The current research sought to determine the effect of moderate caffeine dose (6 mg/kg BM) on repeated high-intensity exercise. The study was conducted in a laboratory setting and adopted the repeated-measures, counterbalanced, placebo-controlled investigation in answering the null and alternate hypothesis. Further, six steps were undertaken in coming up with viable results for analysis in which the T Testing was applied in statistical analysis for the two sets of random variables-caffeine and placebo- within the data set. Measurements on Peak power (PP), mean power (MP), and percentage power drop were undertaken after Bout 1, Bout 2, and Bout 3 of high-intensity exercise. Conclusively, the study found out that caffeine ergogenic effects appear to originate from antagonistic links of the central and peripheral nervous system’s adenosine receptors leading to increase of the central drive and further reduction of the perceived effort and pain when an individual is undertaking high-intensity exercise. Therefore, the ergogenic effects were seen as the reason for the significant increase in Rating of Perceived Exertion (RPE), heart rate, blood lactate, and blood glucose.


Caffeine is a well-known performance-enhancing supplement that has been under active research since the onset of the 1970s. The stimulant is ergogenic and used in close to every exercise and sporting instance (Spriet 2014, 176). Though caffeine contains no nutritional value, it is a globally consumed supplement in various social and sporting settings (de Mejja et al. 2014, 489). Most of the past research examined the impacts of moderate to high caffeine doses (between 5 to 13 milligrams/kilogram body mass) on sports and exercises. The stimulant was in 2004 scrapped off the restricted list of the World Anti-Doping Agency. Argumentatively, moderate to high caffeine doses ingested before and during workouts increase endurance performance with raised heart rates, blood catecholamine, free fatty acid, lactate, and higher glycerol levels in most subjects (Del Coso et al. 2012, 21).
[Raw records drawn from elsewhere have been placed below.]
//! Integration test: open a store kept in an `object_store` bucket.

use std::sync::Arc;

use object_store::{memory::InMemory, path::Path, ObjectStore};
use test_utils::{create_ramp, StoreFixture};
use zarr_codec::{ArrayData, ArrayMetadata, CodecSpec};
use zarr_remote::{DataOptions, ObjectStoreFetcher, StoreConfig, StoreError, ZarrStore};

async fn bucket_with(fixture: &StoreFixture, prefix: &str) -> Arc<InMemory> {
    let bucket = Arc::new(InMemory::new());
    for (key, bytes) in fixture.objects() {
        bucket
            .put(&Path::from(format!("{prefix}/{key}")), bytes.into())
            .await
            .unwrap();
    }
    bucket
}

#[tokio::test]
async fn test_read_from_bucket_prefix() {
    let fixture = StoreFixture::new().group("lfp").array(
        "lfp/voltage",
        ArrayMetadata::new(vec![50], vec![16], "<f8").with_compressor(CodecSpec::new("zstd")),
        &ArrayData::Float64(create_ramp(50)),
    );
    let bucket = bucket_with(&fixture, "sessions/s01.zarr").await;
    let fetcher = Arc::new(ObjectStoreFetcher::new(bucket, "/sessions/s01.zarr/"));

    let store = ZarrStore::open(fetcher, StoreConfig::default()).await.unwrap();
    assert_eq!(store.location(), "sessions/s01.zarr");

    let lfp = store.get_group("lfp").unwrap();
    assert_eq!(lfp.datasets()[0].shape, vec![50]);

    let data = lfp
        .get_dataset_data("voltage", &DataOptions::slice(vec![14..18]))
        .await
        .unwrap()
        .unwrap();
    assert_eq!(data.as_array(), Some(&ArrayData::Float64(vec![14.0, 15.0, 16.0, 17.0])));
    assert_eq!(store.stats().network_fetches, 2);
}

#[tokio::test]
async fn test_missing_store_fails_to_open() {
    let fetcher = Arc::new(ObjectStoreFetcher::new(Arc::new(InMemory::new()), "empty"));
    assert!(matches!(
        ZarrStore::open(fetcher, StoreConfig::default()).await,
        Err(StoreError::OpenFailed { .. })
    ));
}
//! Per-store counters.

use serde::Serialize;
use std::sync::atomic::{AtomicU64, Ordering};

/// Live counters owned by one store instance.
#[derive(Debug, Default)]
pub struct StoreStats {
    network_fetches: AtomicU64,
    bytes_fetched: AtomicU64,
    cache_hits: AtomicU64,
    shared_waits: AtomicU64,
    not_found: AtomicU64,
    failed_fetches: AtomicU64,
    group_reads: AtomicU64,
    dataset_reads: AtomicU64,
    data_reads: AtomicU64,
}

impl StoreStats {
    pub fn new() -> Self {
        Self::default()
    }

    pub(crate) fn record_fetch(&self, bytes: Option<usize>) {
        self.network_fetches.fetch_add(1, Ordering::Relaxed);
        match bytes {
            Some(n) => {
                self.bytes_fetched.fetch_add(n as u64, Ordering::Relaxed);
            }
            None => {
                self.not_found.fetch_add(1, Ordering::Relaxed);
            }
        }
    }

    pub(crate) fn record_failure(&self) {
        self.failed_fetches.fetch_add(1, Ordering::Relaxed);
    }

    pub(crate) fn record_hit(&self) {
        self.cache_hits.fetch_add(1, Ordering::Relaxed);
    }

    /// A caller waited on another caller's fetch and reused its result.
    pub(crate) fn record_shared_wait(&self) {
        self.shared_waits.fetch_add(1, Ordering::Relaxed);
    }

    pub(crate) fn record_group_read(&self) {
        self.group_reads.fetch_add(1, Ordering::Relaxed);
    }

    pub(crate) fn record_dataset_read(&self) {
        self.dataset_reads.fetch_add(1, Ordering::Relaxed);
    }

    pub(crate) fn record_data_read(&self) {
        self.data_reads.fetch_add(1, Ordering::Relaxed);
    }

    /// Point-in-time copy of every counter.
    pub fn snapshot(&self) -> StatsSnapshot {
        StatsSnapshot {
            network_fetches: self.network_fetches.load(Ordering::Relaxed),
            bytes_fetched: self.bytes_fetched.load(Ordering::Relaxed),
            cache_hits: self.cache_hits.load(Ordering::Relaxed),
            shared_waits: self.shared_waits.load(Ordering::Relaxed),
            not_found: self.not_found.load(Ordering::Relaxed),
            failed_fetches: self.failed_fetches.load(Ordering::Relaxed),
            group_reads: self.group_reads.load(Ordering::Relaxed),
            dataset_reads: self.dataset_reads.load(Ordering::Relaxed),
            data_reads: self.data_reads.load(Ordering::Relaxed),
        }
    }
}

/// Counter values at one point in time.
#[derive(Debug, Clone, Copy, Default, PartialEq, Eq, Serialize)]
pub struct StatsSnapshot {
    /// Requests that reached the backend, 404s included.
    pub network_fetches: u64,
    pub bytes_fetched: u64,
    /// Reads answered from the cache without waiting.
    pub cache_hits: u64,
    /// Reads answered from the cache after waiting on an identical read.
    pub shared_waits: u64,
    pub not_found: u64,
    pub failed_fetches: u64,
    pub group_reads: u64,
    pub dataset_reads: u64,
    pub data_reads: u64,
}

impl StatsSnapshot {
    /// Fraction of reads served without a network request (0.0 - 1.0).
    pub fn hit_rate(&self) -> f64 {
        let served = self.cache_hits + self.shared_waits;
        let total = served + self.network_fetches;
        if total == 0 {
            0.0
        } else {
            served as f64 / total as f64
        }
    }
}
Caffeine functions within the body in a plethora of aspects in performance enhancement (Temple et al. 2017, 80). Therefore, the current research sought to investigate the effects of a moderate caffeine dose on repeated high-intensity exercises. The reason behind it is that such high-intensity short term exercise has in the past not received as much attention as other sports or exercise protocols (Irwin et al. 2011, 512). Moreover, the research sought to assess two learning outcomes. First, to appreciate the use of exercise testing in determining health, fitness, nutritional requirements and intervention’s physiological impacts. Secondly, have a critical comprehension of the composition and use of sports foods, supplements, and ergogenic aids, and their efficacy in performance effect performance. Hence, the null (H0) hypothesis holds that moderate caffeine dose on repeated exercise does not alter heart rate, lactate, Rating of Perceived Exertion (RPE), and body glucose levels. The Alternate (Ha) hypothesis holds that moderate caffeine dose on repeated high-intensity exercise increases the RPE, heart rate, lactate, and body glucose.
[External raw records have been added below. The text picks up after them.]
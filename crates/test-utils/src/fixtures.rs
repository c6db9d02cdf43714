//! In-memory consolidated store fixtures.
//!
//! `StoreFixture` builds the object set a Zarr v2 writer would produce:
//! metadata documents, encoded chunk objects and the `.zmetadata`
//! document tying them together.
//!
//! ```ignore
//! use test_utils::StoreFixture;
//! use zarr_codec::{ArrayData, ArrayMetadata};
//!
//! let fixture = StoreFixture::new()
//!     .group("units")
//!     .attrs("units", serde_json::json!({"count": 3}))
//!     .array("units/ids", ArrayMetadata::new(vec![3], vec![2], "<i4"), &ArrayData::Int32(vec![1, 2, 3]));
//! let objects = fixture.objects();
//! ```

use bytes::Bytes;
use serde_json::{json, Map, Value};
use std::collections::BTreeMap;
use zarr_codec::{strides, ArrayData, ArrayMetadata, ChunkCodec};

/// Name of the file packed chunks are written to.
pub const PACKED_FILE: &str = "_consolidated_0.dat";

/// Key of the consolidated metadata document.
pub const ZMETADATA: &str = ".zmetadata";

/// Builder for a consolidated store held in memory.
#[derive(Debug, Clone)]
pub struct StoreFixture {
    metadata: Map<String, Value>,
    chunks: BTreeMap<String, Vec<u8>>,
    extra: BTreeMap<String, Vec<u8>>,
    packed: bool,
    trim_edges: bool,
}

impl Default for StoreFixture {
    fn default() -> Self {
        Self::new()
    }
}

fn key(path: &str, suffix: &str) -> String {
    let path = path.trim_matches('/');
    if path.is_empty() {
        suffix.to_string()
    } else {
        format!("{path}/{suffix}")
    }
}

fn grid(shape: &[u64]) -> Vec<Vec<u64>> {
    let mut out: Vec<Vec<u64>> = vec![Vec::new()];
    for &n in shape {
        out = out
            .into_iter()
            .flat_map(|prefix| {
                (0..n).map(move |i| {
                    let mut coords = prefix.clone();
                    coords.push(i);
                    coords
                })
            })
            .collect();
    }
    out
}

impl StoreFixture {
    /// A store with a root group and nothing else.
    pub fn new() -> Self {
        let mut metadata = Map::new();
        metadata.insert(".zgroup".to_string(), json!({"zarr_format": 2}));
        Self {
            metadata,
            chunks: BTreeMap::new(),
            extra: BTreeMap::new(),
            packed: false,
            trim_edges: false,
        }
    }

    /// Add a group at `path`.
    pub fn group(mut self, path: &str) -> Self {
        self.metadata
            .insert(key(path, ".zgroup"), json!({"zarr_format": 2}));
        self
    }

    /// Set the attributes of the node at `path`.
    pub fn attrs(mut self, path: &str, attrs: Value) -> Self {
        self.metadata.insert(key(path, ".zattrs"), attrs);
        self
    }

    /// Add an array and no chunk objects.
    pub fn empty_array(mut self, path: &str, meta: ArrayMetadata) -> Self {
        let value = serde_json::to_value(&meta)
            .unwrap_or_else(|e| panic!("fixture array {path}: {e}"));
        self.metadata.insert(key(path, ".zarray"), value);
        self
    }

    /// Add an array and encode `data` (row-major over the whole shape)
    /// into one object per chunk.
    pub fn array(mut self, path: &str, meta: ArrayMetadata, data: &ArrayData) -> Self {
        let codec = ChunkCodec::from_metadata(&meta)
            .unwrap_or_else(|e| panic!("fixture array {path}: {e}"));
        let array_strides = strides(&meta.shape, zarr_codec::MemoryOrder::RowMajor);

        for coords in grid(&meta.chunk_grid_shape()) {
            let local_shape = if self.trim_edges {
                meta.chunk_extent(&coords)
            } else {
                meta.chunks.clone()
            };
            let local_strides = strides(&local_shape, meta.order);
            let len = local_shape.iter().product::<u64>() as usize;

            let indices: Vec<Option<usize>> = (0..len)
                .map(|p| {
                    let mut flat = 0usize;
                    for d in 0..local_shape.len() {
                        let local = (p / local_strides[d]) as u64 % local_shape[d];
                        let global = coords[d] * meta.chunks[d] + local;
                        if global >= meta.shape[d] {
                            return None;
                        }
                        flat += global as usize * array_strides[d];
                    }
                    Some(flat)
                })
                .collect();

            let chunk = data
                .gather(&indices, codec.fill_value())
                .and_then(|chunk| codec.encode(&chunk))
                .unwrap_or_else(|e| panic!("fixture chunk {coords:?} of {path}: {e}"));
            self.chunks
                .insert(key(path, &meta.chunk_key(&coords)), chunk);
        }
        self.empty_array(path, meta)
    }

    /// Write edge chunks at their trimmed extent instead of padding them.
    /// Applies to arrays added after this call.
    pub fn trim_edge_chunks(mut self) -> Self {
        self.trim_edges = true;
        self
    }

    /// Drop one chunk object so reads fall back to the fill value.
    pub fn without_chunk(mut self, array_path: &str, chunk_key: &str) -> Self {
        self.chunks.remove(&key(array_path, chunk_key));
        self
    }

    /// Add an arbitrary object.
    pub fn object(mut self, key: &str, bytes: impl Into<Vec<u8>>) -> Self {
        self.extra.insert(key.to_string(), bytes.into());
        self
    }

    /// Pack every chunk into one file addressed through `refs`.
    pub fn packed(mut self) -> Self {
        self.packed = true;
        self
    }

    /// Keys of every chunk object, in key order.
    pub fn chunk_keys(&self) -> Vec<String> {
        self.chunks.keys().cloned().collect()
    }

    /// Encoded bytes of one chunk object.
    pub fn chunk(&self, key: &str) -> Option<&[u8]> {
        self.chunks.get(key).map(Vec::as_slice)
    }

    /// The `.zmetadata` document.
    pub fn zmetadata(&self) -> Value {
        let mut doc = json!({
            "zarr_consolidated_format": 1,
            "metadata": Value::Object(self.metadata.clone()),
        });
        if self.packed {
            let mut refs = Map::new();
            let mut offset = 0u64;
            for (key, bytes) in &self.chunks {
                refs.insert(key.clone(), json!([PACKED_FILE, offset, bytes.len()]));
                offset += bytes.len() as u64;
            }
            doc["refs"] = Value::Object(refs);
        }
        doc
    }

    /// Every object of the store, `.zmetadata` included.
    pub fn objects(&self) -> Vec<(String, Bytes)> {
        let mut out = vec![(ZMETADATA.to_string(), Bytes::from(self.zmetadata().to_string()))];
        if self.packed {
            let packed: Vec<u8> = self.chunks.values().flatten().copied().collect();
            out.push((PACKED_FILE.to_string(), Bytes::from(packed)));
        } else {
            out.extend(
                self.chunks
                    .iter()
                    .map(|(k, v)| (k.clone(), Bytes::from(v.clone()))),
            );
        }
        out.extend(
            self.extra
                .iter()
                .map(|(k, v)| (k.clone(), Bytes::from(v.clone()))),
        );
        out
    }
}

#[cfg(test)]
mod tests {
    use super::*;
    use zarr_codec::MemoryOrder;

    #[test]
    fn test_chunk_objects_are_padded() {
        let fixture = StoreFixture::new().array(
            "x",
            ArrayMetadata::new(vec![3], vec![2], "<u1"),
            &ArrayData::UInt8(vec![1, 2, 3]),
        );
        assert_eq!(fixture.chunk_keys(), vec!["x/0", "x/1"]);
        assert_eq!(fixture.chunk("x/1"), Some(&[3u8, 0][..]));
    }

    #[test]
    fn test_trimmed_edges() {
        let fixture = StoreFixture::new().trim_edge_chunks().array(
            "x",
            ArrayMetadata::new(vec![3], vec![2], "<u1"),
            &ArrayData::UInt8(vec![1, 2, 3]),
        );
        assert_eq!(fixture.chunk("x/1"), Some(&[3u8][..]));
    }

    #[test]
    fn test_column_major_chunk_layout() {
        let fixture = StoreFixture::new().array(
            "m",
            ArrayMetadata::new(vec![2, 2], vec![2, 2], "|u1").with_order(MemoryOrder::ColumnMajor),
            &ArrayData::UInt8(vec![1, 2, 3, 4]),
        );
        assert_eq!(fixture.chunk("m/0.0"), Some(&[1u8, 3, 2, 4][..]));
    }

    #[test]
    fn test_packed_refs() {
        let fixture = StoreFixture::new()
            .array(
                "x",
                ArrayMetadata::new(vec![4], vec![2], "<u1"),
                &ArrayData::UInt8(vec![1, 2, 3, 4]),
            )
            .packed();
        let doc = fixture.zmetadata();
        assert_eq!(doc["refs"]["x/1"], json!([PACKED_FILE, 2, 2]));

        let objects = fixture.objects();
        assert_eq!(objects.len(), 2);
        assert_eq!(objects[1].1.as_ref(), &[1, 2, 3, 4]);
    }
}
The research involved 21 participants (6 males and 15 females) between the ages of 20 and 44. A counter-balanced and placebo-controlled investigation were undertaken for the study. Further, the study applied the repeated measures research design; whereby, the participants took part in each part of the independent variable testing and measurement. Hence, each condition of the testing included the same number of participants. The measured mean weight and height of the participants were 66.74 kgs and 162.98 cm, respectively. Additionally, the research was undertaken in six steps in which the first step involved the recruitment of the participants. Soon after, the consent to participate, and a health questionnaire were completed before any testing was undertaken. The second step required that the participants consume a placebo solution and a test solution, completed within a 2-week gap. The placebo contained 250 milliliters (ml) of water and sugar-free juice (200 ml water and 50 ml juice). The test solution constituted of 6 mg/kg Body Mass (BM) of caffeine added to the 250 ml solution mentioned previously. Following the drink consumption, the participants were to wait for 30 minutes before completion of the test.

The postprandial period in the third step generally constituted measurement of height, weight, heart rate, and baseline blood sample for lactate and glucose measurement. In step 4, a complete exercise bike was set up with added weight to the basket (7% Body Mass and 7.5% BM for females and males, respectively). The participants rested for 25 mins, after which they were ready for the test. The actual testing commenced in the second last step, which involved six seconds of maximal sprinting, followed by 30 seconds of active rest- the cycle was repeated thrice. Three measurements were undertaken; (1) The peak power (power of the actual pulse), (2) Mean power (W & W/kg BM), and (3) the percentage Power Drop. Moreover, the heart rate and Rating of Perceived Exertion (RPE) were measured at the end of every 6 seconds. The last step encompassed blood lactate and glucose collection once again, following the end of the 2 minutes cool down on the bicycle. The T Testing (hypothesis testing) was used in statistical analysis for the two sets of random variables (caffeine and placebo) within the data set.

sets sets

The results revealed that the heart rate kept increasing for both caffeine and placebo after the six seconds of Bout 1 to Bout 2 to Bout 3. However, for some participants, such as participants 4, 14, and 21, the heart rate fluctuated from Bout 1 to Bout 3 and did not relatively increase in the caffeine variable. Further, in the placebo variable for the 21 participants, the figures somewhat rose for Bout 1 to Bout 3, each higher than the preceding as can be witnessed in Table 1 below.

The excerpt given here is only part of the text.